И действительно, все роли, созданные Бабановой у Мейерхольда, не исключая даже двух ее ролей в русской классике, прямо и непосредственно никакой «темы» не дают, и логически совершенно невозможно эту тему извлечь из полулитературы агитобозрений и фарсов, из изящных кабаретных номеров, даже из этой самой Полиньки и Марьи Антоновны, сыгранных у Мейерхольда «перед изгнанием из рая». Из всего этого невозможно вывести славу актрисы и объяснить, почему именно эта девочка-женщина приглашена была «всеблагими» на свой пир. Остается предположить — это и делает Туровская, — что бывают такие моменты в искусстве, когда новая идея находит выражение через посредство новой техники, когда новизна формы становится содержанием. «20‑е годы были таким поворотным моментом. Новая техника Бабановой — ее музыкальность, ритмичность, четкость — оказалась не менее содержательна, чем то, что принесла она с собой на сцену, вовсе об этом не задумываясь…».

Постепенно выращивая это наблюдение, М. Туровская уточнит мысль: «Она несла молодость эпохи: ее ритмы, ее легкую поступь, ее светлое неведенье, строгую “научную организацию труда” и бескорыстную свободу от оков быта; она была юна, спортивна, изощренна в своей технике и общедоступна в универсальности простых чувств, которые она выражала».

Я выделил курсивом последнюю фразу, чтобы читатель мог обратить внимание на этот тонкий социально-психологический штрих, характерный для метода книги, отделяющего «легенду» от «биографии». Такого рода историческое чутье оказывается в книге не декларативным. Туровская этот же социально-психологический инструментарий вводит в описание театрального быта, личной жизни, даже того, что у Герцена названо «кружением сердца». Именно так осмыслена внутритеатральная тема отношений Мейерхольда, Райх и Бабановой. Вот уж где, кажется, историзму не разгуляться, вот уж где правят испокон веку закулисная молва и пересуд. В эту потаенную от публики область «театрального романа» Туровская дерзко вводит скальпель исторического исследования, не теряя совершенно необходимого при этом писательского чувства, без которого «историзм» стал бы грубой и несовершенной отмычкой.

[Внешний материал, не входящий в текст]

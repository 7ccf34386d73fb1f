//! OTLP/JSON export -> [`Trace`] records.
//!
//! The payload is the JSON form of an `ExportTraceServiceRequest`:
//!
//! ```text
//! resourceSpans[]
//!   resource.attributes[]      (optional: k8s.pod.name, k8s.namespace.name)
//!   scopeSpans[]
//!     spans[]
//!       attributes[] { key, value: { stringValue } }
//! ```
//!
//! Each span becomes one fresh `Trace`. A record that is missing a required
//! level fails on its own and is logged; the rest of the payload still
//! extracts.

use serde_json::Value;
use thiserror::Error;
use tracing::{debug, warn};

use super::Trace;

#[derive(Debug, Clone, PartialEq, Eq, Error)]
pub enum ExtractError {
    /// A required key was absent or had the wrong JSON type.
    #[error("malformed record at {location}: missing or invalid `{key}`")]
    MalformedRecord { location: String, key: &'static str },
}

/// Traces extracted from one payload, plus how many records were dropped.
#[derive(Debug, Clone, Default, PartialEq, Eq)]
pub struct ExtractReport {
    pub traces: Vec<Trace>,
    pub skipped: usize,
}

type Setter = fn(&mut Trace, &str);

const POD_NAME: &str = "k8s.pod.name";
const NAMESPACE_NAME: &str = "k8s.namespace.name";

/// Every span attribute we understand. Keys not listed here are ignored.
static SPAN_FIELDS: &[(&str, Setter)] = &[
    ("cilium.flow_event.IP.source", |t, v| t.ip_source = v.to_string()),
    ("cilium.flow_event.IP.destination", |t, v| {
        t.ip_destination = v.to_string()
    }),
    ("cilium.flow_event.l4.TCP.source_port", |t, v| {
        t.labels.source_port_label = v.to_string()
    }),
    ("cilium.flow_event.l4.TCP.destination_port", |t, v| {
        t.labels.destination_port_label = v.to_string()
    }),
    ("cilium.flow_event.l4.TCP.flags.ACK", |t, v| {
        t.labels.ack_flag = v == "true"
    }),
    ("cilium.flow_event.l4.TCP.flags.PSH", |t, v| {
        t.labels.psh_flag = v == "true"
    }),
    ("cilium.flow_event.source.namespace", |t, v| {
        t.labels.source_namespace_label = v.to_string()
    }),
    ("cilium.flow_event.destination.namespace", |t, v| {
        t.labels.destination_namespace_label = v.to_string()
    }),
    ("cilium.flow_event.source.pod_name", |t, v| {
        t.labels.source_pod_label = v.to_string()
    }),
    ("cilium.flow_event.destination.pod_name", |t, v| {
        t.labels.destination_pod_label = v.to_string()
    }),
    ("cilium.flow_event.source.labels.is_anomaly", |t, v| {
        t.is_anomaly = v == "true"
    }),
    ("cilium.flow_event.time", |t, v| t.timestamp = v.to_string()),
];

/// Extract every well-formed span; malformed records are logged and skipped.
pub fn extract_traces(payload: &Value) -> Vec<Trace> {
    extract_report(payload).traces
}

/// Like [`extract_traces`], but also reports how many records were skipped.
pub fn extract_report(payload: &Value) -> ExtractReport {
    let mut report = ExtractReport::default();
    let Some(resources) = payload.get("resourceSpans").and_then(Value::as_array) else {
        debug!("payload has no resourceSpans");
        return report;
    };

    for (ri, resource) in resources.iter().enumerate() {
        let location = format!("resourceSpans[{ri}]");
        let spans = match resource_spans(resource, &location) {
            Ok(spans) => spans,
            Err(e) => {
                warn!(error = %e, "skipping resource");
                report.skipped += 1;
                continue;
            }
        };

        let defaults = resource_defaults(resource);
        for (span_location, span) in spans {
            match span_trace(span, &defaults, &span_location) {
                Ok(trace) => report.traces.push(trace),
                Err(e) => {
                    warn!(error = %e, "skipping span");
                    report.skipped += 1;
                }
            }
        }
    }

    report
}

/// Flatten `scopeSpans[].spans[]`, failing the whole resource if any level
/// above the span is missing.
fn resource_spans<'a>(
    resource: &'a Value,
    location: &str,
) -> Result<Vec<(String, &'a Value)>, ExtractError> {
    let scopes = array_at(resource, "scopeSpans", location)?;
    let mut out = Vec::new();
    for (si, scope) in scopes.iter().enumerate() {
        let scope_location = format!("{location}.scopeSpans[{si}]");
        let spans = array_at(scope, "spans", &scope_location)?;
        out.extend(
            spans
                .iter()
                .enumerate()
                .map(|(i, span)| (format!("{scope_location}.spans[{i}]"), span)),
        );
    }
    Ok(out)
}

/// Source pod/namespace inherited from the resource, if the exporter set them.
fn resource_defaults(resource: &Value) -> Trace {
    let mut trace = Trace::default();
    let attributes = resource
        .pointer("/resource/attributes")
        .and_then(Value::as_array)
        .map(Vec::as_slice)
        .unwrap_or_default();

    for attribute in attributes {
        let (Some(key), Some(value)) = (
            attribute.get("key").and_then(Value::as_str),
            attribute.get("value").and_then(attribute_string),
        ) else {
            continue;
        };
        match key {
            POD_NAME => trace.labels.source_pod_label = value,
            NAMESPACE_NAME => trace.labels.source_namespace_label = value,
            _ => {}
        }
    }
    trace
}

fn span_trace(span: &Value, defaults: &Trace, location: &str) -> Result<Trace, ExtractError> {
    let mut trace = defaults.clone();
    for (ai, attribute) in array_at(span, "attributes", location)?.iter().enumerate() {
        let key = attribute
            .get("key")
            .and_then(Value::as_str)
            .ok_or_else(|| malformed(format!("{location}.attributes[{ai}]"), "key"))?;

        let Some((_, set)) = SPAN_FIELDS.iter().find(|(k, _)| *k == key) else {
            continue;
        };
        let value = attribute
            .get("value")
            .and_then(attribute_string)
            .ok_or_else(|| malformed(format!("{location}.attributes[{ai}]"), "value.stringValue"))?;
        set(&mut trace, &value);
    }
    Ok(trace)
}

/// OTLP/JSON `AnyValue` as a string. Cilium sends everything as
/// `stringValue`; some exporters re-type ports and flags, so those are
/// accepted too.
fn attribute_string(value: &Value) -> Option<String> {
    if let Some(s) = value.get("stringValue").and_then(Value::as_str) {
        return Some(s.to_string());
    }
    if let Some(b) = value.get("boolValue").and_then(Value::as_bool) {
        return Some(b.to_string());
    }
    match value.get("intValue")? {
        Value::String(s) => Some(s.clone()),
        Value::Number(n) => Some(n.to_string()),
        _ => None,
    }
}

fn array_at<'a>(
    value: &'a Value,
    key: &'static str,
    location: &str,
) -> Result<&'a Vec<Value>, ExtractError> {
    value
        .get(key)
        .and_then(Value::as_array)
        .ok_or_else(|| malformed(location.to_string(), key))
}

fn malformed(location: String, key: &'static str) -> ExtractError {
    ExtractError::MalformedRecord { location, key }
}

#[cfg(test)]
mod tests {
    use super::*;
    use serde_json::json;

    fn attr(key: &str, value: &str) -> Value {
        json!({ "key": key, "value": { "stringValue": value } })
    }

    fn payload(spans: Vec<Value>) -> Value {
        json!({
            "resourceSpans": [{
                "resource": { "attributes": [] },
                "scopeSpans": [{ "spans": spans }]
            }]
        })
    }

    #[test]
    fn test_missing_resource_spans_is_empty() {
        assert!(extract_traces(&json!({})).is_empty());
        assert!(extract_traces(&json!({ "resourceSpans": "nope" })).is_empty());
    }

    #[test]
    fn test_one_trace_per_span() {
        let spans = vec![
            json!({ "attributes": [attr("cilium.flow_event.IP.source", "10.0.0.1")] }),
            json!({ "attributes": [attr("cilium.flow_event.IP.source", "10.0.0.2")] }),
        ];
        let traces = extract_traces(&payload(spans));
        assert_eq!(traces.len(), 2);
        assert_eq!(traces[0].ip_source, "10.0.0.1");
        assert_eq!(traces[1].ip_source, "10.0.0.2");
    }

    #[test]
    fn test_spans_do_not_share_state() {
        let spans = vec![
            json!({ "attributes": [attr("cilium.flow_event.source.labels.is_anomaly", "true")] }),
            json!({ "attributes": [] }),
        ];
        let traces = extract_traces(&payload(spans));
        assert!(traces[0].is_anomaly);
        assert!(!traces[1].is_anomaly);
    }

    #[test]
    fn test_boolean_keys_require_literal_true() {
        let spans = vec![json!({ "attributes": [
            attr("cilium.flow_event.l4.TCP.flags.ACK", "true"),
            attr("cilium.flow_event.l4.TCP.flags.PSH", "True"),
        ] })];
        let traces = extract_traces(&payload(spans));
        assert!(traces[0].labels.ack_flag);
        assert!(!traces[0].labels.psh_flag);
    }

    #[test]
    fn test_unknown_keys_ignored() {
        let spans = vec![json!({ "attributes": [
            { "key": "http.method", "value": { "arrayValue": {} } },
            attr("cilium.flow_event.IP.destination", "fe80::1"),
        ] })];
        let traces = extract_traces(&payload(spans));
        assert_eq!(traces[0].ip_destination, "fe80::1");
    }

    #[test]
    fn test_malformed_span_is_skipped() {
        let spans = vec![
            json!({ "name": "no attributes here" }),
            json!({ "attributes": [{ "key": "cilium.flow_event.IP.source", "value": {} }] }),
            json!({ "attributes": [attr("cilium.flow_event.IP.source", "10.0.0.9")] }),
        ];
        let report = extract_report(&payload(spans));
        assert_eq!(report.skipped, 2);
        assert_eq!(report.traces.len(), 1);
        assert_eq!(report.traces[0].ip_source, "10.0.0.9");
    }

    #[test]
    fn test_malformed_resource_is_skipped() {
        let body = json!({
            "resourceSpans": [
                { "resource": {} },
                { "scopeSpans": [{ "spans": [{ "attributes": [] }] }] }
            ]
        });
        let report = extract_report(&body);
        assert_eq!(report.skipped, 1);
        assert_eq!(report.traces.len(), 1);
    }

    #[test]
    fn test_resource_attributes_seed_source_identity() {
        let body = json!({
            "resourceSpans": [{
                "resource": { "attributes": [
                    attr("k8s.pod.name", "hubble-relay-0"),
                    attr("k8s.namespace.name", "kube-system"),
                ] },
                "scopeSpans": [{ "spans": [
                    { "attributes": [] },
                    { "attributes": [attr("cilium.flow_event.source.pod_name", "frontend-1")] }
                ] }]
            }]
        });
        let traces = extract_traces(&body);
        assert_eq!(traces[0].labels.source_pod_label, "hubble-relay-0");
        assert_eq!(traces[0].labels.source_namespace_label, "kube-system");
        assert_eq!(traces[1].labels.source_pod_label, "frontend-1");
        assert_eq!(traces[1].labels.source_namespace_label, "kube-system");
    }

    #[test]
    fn test_int_value_port_accepted() {
        let spans = vec![json!({ "attributes": [
            { "key": "cilium.flow_event.l4.TCP.destination_port", "value": { "intValue": "443" } },
            { "key": "cilium.flow_event.l4.TCP.source_port", "value": { "intValue": 51234 } },
        ] })];
        let traces = extract_traces(&payload(spans));
        assert_eq!(traces[0].labels.destination_port_label, "443");
        assert_eq!(traces[0].labels.source_port_label, "51234");
    }
}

{364} В откровенные 20‑е вышеназванная тема была предметом газетной полемики. Потом, в иные времена, после гибели Мастера, ни у кого не было особой охоты вспоминать соперничество двух актрис. «Личное и мелкое» быльем поросло. Бабанова «про это» молчала полвека. Биографы актрисы, тот же Алперс, не уделили этой истории ни одной строки: понятие «и ее театральное время» как бы не снизошло до столь тривиального сюжета, как ревность, зависть женщины, жесточайшая подозрительность и великая любовь Мастера, который, по Туровской, жив и потому еще, что бьется стойкое сердце его единственной ученицы — «стойкое сердце Муси Бабановой, изгнанной из рая полвека назад».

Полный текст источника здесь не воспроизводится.